*Dataset*:

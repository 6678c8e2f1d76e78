use crate::common::{EventEnvelope, EventStore};
use async_trait::async_trait;
use chrono::{DateTime, Utc};
use std::path::{Path, PathBuf};
use tokio::fs::{File, OpenOptions};
use tokio::io::{AsyncBufReadExt, AsyncWriteExt, BufReader};

/// Simulation journal on disk: one JSON Lines file per run, named `<run_id>.jsonl`.
pub struct FileEventStore {
    base_path: PathBuf,
}

impl FileEventStore {
    pub fn new<P: Into<PathBuf>>(base_path: P) -> Self {
        Self {
            base_path: base_path.into(),
        }
    }

    fn stream_path(&self, aggregate_id: &str) -> PathBuf {
        self.base_path.join(format!("{}.jsonl", aggregate_id))
    }

    async fn ensure_base_dir(&self) -> Result<(), String> {
        tokio::fs::create_dir_all(&self.base_path)
            .await
            .map_err(|e| format!("Failed to create journal directory {}: {}", self.base_path.display(), e))
    }
}

async fn read_stream(path: &Path) -> Result<Vec<EventEnvelope>, String> {
    if !path.exists() {
        return Ok(Vec::new());
    }
    let file = File::open(path)
        .await
        .map_err(|e| format!("Failed to open {}: {}", path.display(), e))?;

    let mut lines = BufReader::new(file).lines();
    let mut events = Vec::new();
    let mut line_number = 0usize;
    while let Some(line) = lines
        .next_line()
        .await
        .map_err(|e| format!("Failed to read {}: {}", path.display(), e))?
    {
        line_number += 1;
        if line.trim().is_empty() {
            continue;
        }
        let event: EventEnvelope = serde_json::from_str(&line)
            .map_err(|e| format!("Bad event at {}:{}: {}", path.display(), line_number, e))?;
        events.push(event);
    }
    Ok(events)
}

#[async_trait]
impl EventStore for FileEventStore {
    async fn append_events(
        &self,
        aggregate_id: &str,
        expected_version: u64,
        events: Vec<EventEnvelope>,
    ) -> Result<(), String> {
        self.ensure_base_dir().await?;
        let path = self.stream_path(aggregate_id);

        let current_version = read_stream(&path).await?.len() as u64;
        if current_version != expected_version {
            return Err(format!(
                "Version mismatch for {}: expected {}, got {}",
                aggregate_id, expected_version, current_version
            ));
        }

        let mut file = OpenOptions::new()
            .create(true)
            .append(true)
            .open(&path)
            .await
            .map_err(|e| format!("Failed to open {}: {}", path.display(), e))?;

        for event in events {
            let mut line = serde_json::to_string(&event).map_err(|e| format!("Failed to serialize event: {}", e))?;
            line.push('\n');
            file.write_all(line.as_bytes())
                .await
                .map_err(|e| format!("Failed to write event: {}", e))?;
        }

        file.flush().await.map_err(|e| format!("Failed to flush {}: {}", path.display(), e))
    }

    async fn load_events(&self, aggregate_id: &str, from_version: u64) -> Result<Vec<EventEnvelope>, String> {
        let events = read_stream(&self.stream_path(aggregate_id)).await?;
        Ok(events.into_iter().skip(from_version as usize).collect())
    }

    async fn load_events_by_type(
        &self,
        event_type: &str,
        from_timestamp: Option<DateTime<Utc>>,
    ) -> Result<Vec<EventEnvelope>, String> {
        self.ensure_base_dir().await?;

        let mut matching = Vec::new();
        let mut dir = tokio::fs::read_dir(&self.base_path)
            .await
            .map_err(|e| format!("Failed to read journal directory: {}", e))?;

        while let Some(entry) = dir
            .next_entry()
            .await
            .map_err(|e| format!("Failed to read journal directory entry: {}", e))?
        {
            let path = entry.path();
            if path.extension().and_then(|s| s.to_str()) != Some("jsonl") {
                continue;
            }
            matching.extend(
                read_stream(&path)
                    .await?
                    .into_iter()
                    .filter(|e| e.event_type == event_type)
                    .filter(|e| from_timestamp.map_or(true, |from| e.occurred_at >= from)),
            );
        }

        matching.sort_by(|a, b| a.occurred_at.cmp(&b.occurred_at));
        Ok(matching)
    }
}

*Assignment*:
Return all the lines shown above, word for word.

*Response below*:
repository 6678c8e2f1d76e78
use crate::common::{EventEnvelope, EventStore};
use async_trait::async_trait;
use chrono::{DateTime, Utc};
use std::path::{Path, PathBuf};
use tokio::fs::{File, OpenOptions};
use tokio::io::{AsyncBufReadExt, AsyncWriteExt, BufReader};

/// Simulation journal on disk: one JSON Lines file per run, named `<run_id>.jsonl`.
pub struct FileEventStore {
    base_path: PathBuf,
}

impl FileEventStore {
    pub fn new<P: Into<PathBuf>>(base_path: P) -> Self {
        Self {
            base_path: base_path.into(),
        }
    }

    fn stream_path(&self, aggregate_id: &str) -> PathBuf {
        self.base_path.join(format!("{}.jsonl", aggregate_id))
    }

    async fn ensure_base_dir(&self) -> Result<(), String> {
        tokio::fs::create_dir_all(&self.base_path)
            .await
            .map_err(|e| format!("Failed to create journal directory {}: {}", self.base_path.display(), e))
    }
}

async fn read_stream(path: &Path) -> Result<Vec<EventEnvelope>, String> {
    if !path.exists() {
        return Ok(Vec::new());
    }
    let file = File::open(path)
        .await
        .map_err(|e| format!("Failed to open {}: {}", path.display(), e))?;

    let mut lines = BufReader::new(file).lines();
    let mut events = Vec::new();
    let mut line_number = 0usize;
    while let Some(line) = lines
        .next_line()
        .await
        .map_err(|e| format!("Failed to read {}: {}", path.display(), e))?
    {
        line_number += 1;
        if line.trim().is_empty() {
            continue;
        }
        let event: EventEnvelope = serde_json::from_str(&line)
            .map_err(|e| format!("Bad event at {}:{}: {}", path.display(), line_number, e))?;
        events.push(event);
    }
    Ok(events)
}

#[async_trait]
impl EventStore for FileEventStore {
    async fn append_events(
        &self,
        aggregate_id: &str,
        expected_version: u64,
        events: Vec<EventEnvelope>,
    ) -> Result<(), String> {
        self.ensure_base_dir().await?;
        let path = self.stream_path(aggregate_id);

        let current_version = read_stream(&path).await?.len() as u64;
        if current_version != expected_version {
            return Err(format!(
                "Version mismatch for {}: expected {}, got {}",
                aggregate_id, expected_version, current_version
            ));
        }

        let mut file = OpenOptions::new()
            .create(true)
            .append(true)
            .open(&path)
            .await
            .map_err(|e| format!("Failed to open {}: {}", path.display(), e))?;

        for event in events {
            let mut line = serde_json::to_string(&event).map_err(|e| format!("Failed to serialize event: {}", e))?;
            line.push('\n');
            file.write_all(line.as_bytes())
                .await
                .map_err(|e| format!("Failed to write event: {}", e))?;
        }

        file.flush().await.map_err(|e| format!("Failed to flush {}: {}", path.display(), e))
    }

    async fn load_events(&self, aggregate_id: &str, from_version: u64) -> Result<Vec<EventEnvelope>, String> {
        let events = read_stream(&self.stream_path(aggregate_id)).await?;
        Ok(events.into_iter().skip(from_version as usize).collect())
    }

    async fn load_events_by_type(
        &self,
        event_type: &str,
        from_timestamp: Option<DateTime<Utc>>,
    ) -> Result<Vec<EventEnvelope>, String> {
        self.ensure_base_dir().await?;

        let mut matching = Vec::new();
        let mut dir = tokio::fs::read_dir(&self.base_path)
            .await
            .map_err(|e| format!("Failed to read journal directory: {}", e))?;

        while let Some(entry) = dir
            .next_entry()
            .await
            .map_err(|e| format!("Failed to read journal directory entry: {}", e))?
        {
            let path = entry.path();
            if path.extension().and_then(|s| s.to_str()) != Some("jsonl") {
                continue;
            }
            matching.extend(
                read_stream(&path)
                    .await?
                    .into_iter()
                    .filter(|e| e.event_type == event_type)
                    .filter(|e| from_timestamp.map_or(true, |from| e.occurred_at >= from)),
            );
        }

        matching.sort_by(|a, b| a.occurred_at.cmp(&b.occurred_at));
        Ok(matching)
    }
}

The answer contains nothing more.